§ **Work instruction**: After reading the records, print them all again exactly as they stand.

(Stored items)

- - -

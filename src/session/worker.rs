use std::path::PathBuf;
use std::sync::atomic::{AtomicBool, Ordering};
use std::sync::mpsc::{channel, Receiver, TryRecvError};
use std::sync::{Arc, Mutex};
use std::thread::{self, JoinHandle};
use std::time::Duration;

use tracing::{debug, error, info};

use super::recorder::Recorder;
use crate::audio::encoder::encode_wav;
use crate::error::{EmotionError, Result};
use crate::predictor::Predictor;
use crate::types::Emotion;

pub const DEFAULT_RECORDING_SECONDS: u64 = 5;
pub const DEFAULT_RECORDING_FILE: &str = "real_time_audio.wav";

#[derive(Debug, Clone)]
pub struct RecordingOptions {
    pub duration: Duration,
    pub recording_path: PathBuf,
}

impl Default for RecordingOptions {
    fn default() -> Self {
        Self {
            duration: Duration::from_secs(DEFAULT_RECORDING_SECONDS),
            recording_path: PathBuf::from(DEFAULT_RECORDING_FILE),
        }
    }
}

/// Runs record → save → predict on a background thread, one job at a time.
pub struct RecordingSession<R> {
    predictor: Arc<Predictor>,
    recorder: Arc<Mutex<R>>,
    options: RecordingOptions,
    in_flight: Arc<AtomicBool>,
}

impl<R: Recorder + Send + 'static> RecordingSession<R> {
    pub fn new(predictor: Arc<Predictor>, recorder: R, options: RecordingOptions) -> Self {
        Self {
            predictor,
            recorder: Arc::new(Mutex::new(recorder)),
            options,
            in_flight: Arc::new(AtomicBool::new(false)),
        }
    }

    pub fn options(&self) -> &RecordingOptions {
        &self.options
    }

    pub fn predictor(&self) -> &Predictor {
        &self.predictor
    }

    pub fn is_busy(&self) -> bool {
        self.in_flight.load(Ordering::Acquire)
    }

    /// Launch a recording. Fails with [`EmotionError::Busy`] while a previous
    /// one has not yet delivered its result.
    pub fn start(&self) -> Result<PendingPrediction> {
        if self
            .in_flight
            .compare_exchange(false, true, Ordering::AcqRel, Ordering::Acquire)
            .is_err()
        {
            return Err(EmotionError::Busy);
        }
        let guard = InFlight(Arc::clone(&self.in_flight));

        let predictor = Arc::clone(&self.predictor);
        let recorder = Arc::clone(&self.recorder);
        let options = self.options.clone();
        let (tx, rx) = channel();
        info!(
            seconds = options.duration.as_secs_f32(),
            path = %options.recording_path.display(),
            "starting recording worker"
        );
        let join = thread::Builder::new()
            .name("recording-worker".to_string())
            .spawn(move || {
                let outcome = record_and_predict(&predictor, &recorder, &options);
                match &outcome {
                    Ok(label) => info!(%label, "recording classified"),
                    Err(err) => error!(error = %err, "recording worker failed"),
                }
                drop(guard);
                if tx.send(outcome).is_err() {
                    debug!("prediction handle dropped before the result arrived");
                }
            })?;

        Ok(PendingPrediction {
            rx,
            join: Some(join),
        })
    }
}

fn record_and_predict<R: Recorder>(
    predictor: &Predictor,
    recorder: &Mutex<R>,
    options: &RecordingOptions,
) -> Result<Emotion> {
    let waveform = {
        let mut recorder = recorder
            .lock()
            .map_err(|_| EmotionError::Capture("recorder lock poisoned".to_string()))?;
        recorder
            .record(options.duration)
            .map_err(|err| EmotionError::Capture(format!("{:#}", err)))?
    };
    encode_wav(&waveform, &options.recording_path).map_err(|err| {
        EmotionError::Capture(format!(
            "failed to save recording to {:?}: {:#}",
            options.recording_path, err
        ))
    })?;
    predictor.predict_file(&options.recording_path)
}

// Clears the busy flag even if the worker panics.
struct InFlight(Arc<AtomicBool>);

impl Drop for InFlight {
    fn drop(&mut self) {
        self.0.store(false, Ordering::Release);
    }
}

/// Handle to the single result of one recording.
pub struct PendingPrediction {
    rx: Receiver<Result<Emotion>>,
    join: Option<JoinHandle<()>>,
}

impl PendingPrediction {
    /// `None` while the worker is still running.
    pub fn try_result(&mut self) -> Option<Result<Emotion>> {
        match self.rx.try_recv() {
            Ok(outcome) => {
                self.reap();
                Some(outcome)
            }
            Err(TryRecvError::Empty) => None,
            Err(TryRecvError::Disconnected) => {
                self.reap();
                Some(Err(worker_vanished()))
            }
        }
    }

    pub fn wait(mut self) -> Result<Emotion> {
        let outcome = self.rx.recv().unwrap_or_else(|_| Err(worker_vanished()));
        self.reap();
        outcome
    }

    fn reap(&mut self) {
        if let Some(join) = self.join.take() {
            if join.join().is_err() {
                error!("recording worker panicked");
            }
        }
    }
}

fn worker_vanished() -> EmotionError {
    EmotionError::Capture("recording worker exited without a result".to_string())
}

- - -

§ **Response to this exercise**:
filename src/session/worker.rs
use std::path::PathBuf;
use std::sync::atomic::{AtomicBool, Ordering};
use std::sync::mpsc::{channel, Receiver, TryRecvError};
use std::sync::{Arc, Mutex};
use std::thread::{self, JoinHandle};
use std::time::Duration;

use tracing::{debug, error, info};

use super::recorder::Recorder;
use crate::audio::encoder::encode_wav;
use crate::error::{EmotionError, Result};
use crate::predictor::Predictor;
use crate::types::Emotion;

pub const DEFAULT_RECORDING_SECONDS: u64 = 5;
pub const DEFAULT_RECORDING_FILE: &str = "real_time_audio.wav";

#[derive(Debug, Clone)]
pub struct RecordingOptions {
    pub duration: Duration,
    pub recording_path: PathBuf,
}

impl Default for RecordingOptions {
    fn default() -> Self {
        Self {
            duration: Duration::from_secs(DEFAULT_RECORDING_SECONDS),
            recording_path: PathBuf::from(DEFAULT_RECORDING_FILE),
        }
    }
}

/// Runs record → save → predict on a background thread, one job at a time.
pub struct RecordingSession<R> {
    predictor: Arc<Predictor>,
    recorder: Arc<Mutex<R>>,
    options: RecordingOptions,
    in_flight: Arc<AtomicBool>,
}

impl<R: Recorder + Send + 'static> RecordingSession<R> {
    pub fn new(predictor: Arc<Predictor>, recorder: R, options: RecordingOptions) -> Self {
        Self {
            predictor,
            recorder: Arc::new(Mutex::new(recorder)),
            options,
            in_flight: Arc::new(AtomicBool::new(false)),
        }
    }

    pub fn options(&self) -> &RecordingOptions {
        &self.options
    }

    pub fn predictor(&self) -> &Predictor {
        &self.predictor
    }

    pub fn is_busy(&self) -> bool {
        self.in_flight.load(Ordering::Acquire)
    }

    /// Launch a recording. Fails with [`EmotionError::Busy`] while a previous
    /// one has not yet delivered its result.
    pub fn start(&self) -> Result<PendingPrediction> {
        if self
            .in_flight
            .compare_exchange(false, true, Ordering::AcqRel, Ordering::Acquire)
            .is_err()
        {
            return Err(EmotionError::Busy);
        }
        let guard = InFlight(Arc::clone(&self.in_flight));

        let predictor = Arc::clone(&self.predictor);
        let recorder = Arc::clone(&self.recorder);
        let options = self.options.clone();
        let (tx, rx) = channel();
        info!(
            seconds = options.duration.as_secs_f32(),
            path = %options.recording_path.display(),
            "starting recording worker"
        );
        let join = thread::Builder::new()
            .name("recording-worker".to_string())
            .spawn(move || {
                let outcome = record_and_predict(&predictor, &recorder, &options);
                match &outcome {
                    Ok(label) => info!(%label, "recording classified"),
                    Err(err) => error!(error = %err, "recording worker failed"),
                }
                drop(guard);
                if tx.send(outcome).is_err() {
                    debug!("prediction handle dropped before the result arrived");
                }
            })?;

        Ok(PendingPrediction {
            rx,
            join: Some(join),
        })
    }
}

fn record_and_predict<R: Recorder>(
    predictor: &Predictor,
    recorder: &Mutex<R>,
    options: &RecordingOptions,
) -> Result<Emotion> {
    let waveform = {
        let mut recorder = recorder
            .lock()
            .map_err(|_| EmotionError::Capture("recorder lock poisoned".to_string()))?;
        recorder
            .record(options.duration)
            .map_err(|err| EmotionError::Capture(format!("{:#}", err)))?
    };
    encode_wav(&waveform, &options.recording_path).map_err(|err| {
        EmotionError::Capture(format!(
            "failed to save recording to {:?}: {:#}",
            options.recording_path, err
        ))
    })?;
    predictor.predict_file(&options.recording_path)
}

// Clears the busy flag even if the worker panics.
struct InFlight(Arc<AtomicBool>);

impl Drop for InFlight {
    fn drop(&mut self) {
        self.0.store(false, Ordering::Release);
    }
}

/// Handle to the single result of one recording.
pub struct PendingPrediction {
    rx: Receiver<Result<Emotion>>,
    join: Option<JoinHandle<()>>,
}

impl PendingPrediction {
    /// `None` while the worker is still running.
    pub fn try_result(&mut self) -> Option<Result<Emotion>> {
        match self.rx.try_recv() {
            Ok(outcome) => {
                self.reap();
                Some(outcome)
            }
            Err(TryRecvError::Empty) => None,
            Err(TryRecvError::Disconnected) => {
                self.reap();
                Some(Err(worker_vanished()))
            }
        }
    }

    pub fn wait(mut self) -> Result<Emotion> {
        let outcome = self.rx.recv().unwrap_or_else(|_| Err(worker_vanished()));
        self.reap();
        outcome
    }

    fn reap(&mut self) {
        if let Some(join) = self.join.take() {
            if join.join().is_err() {
                error!("recording worker panicked");
            }
        }
    }
}

fn worker_vanished() -> EmotionError {
    EmotionError::Capture("recording worker exited without a result".to_string())
}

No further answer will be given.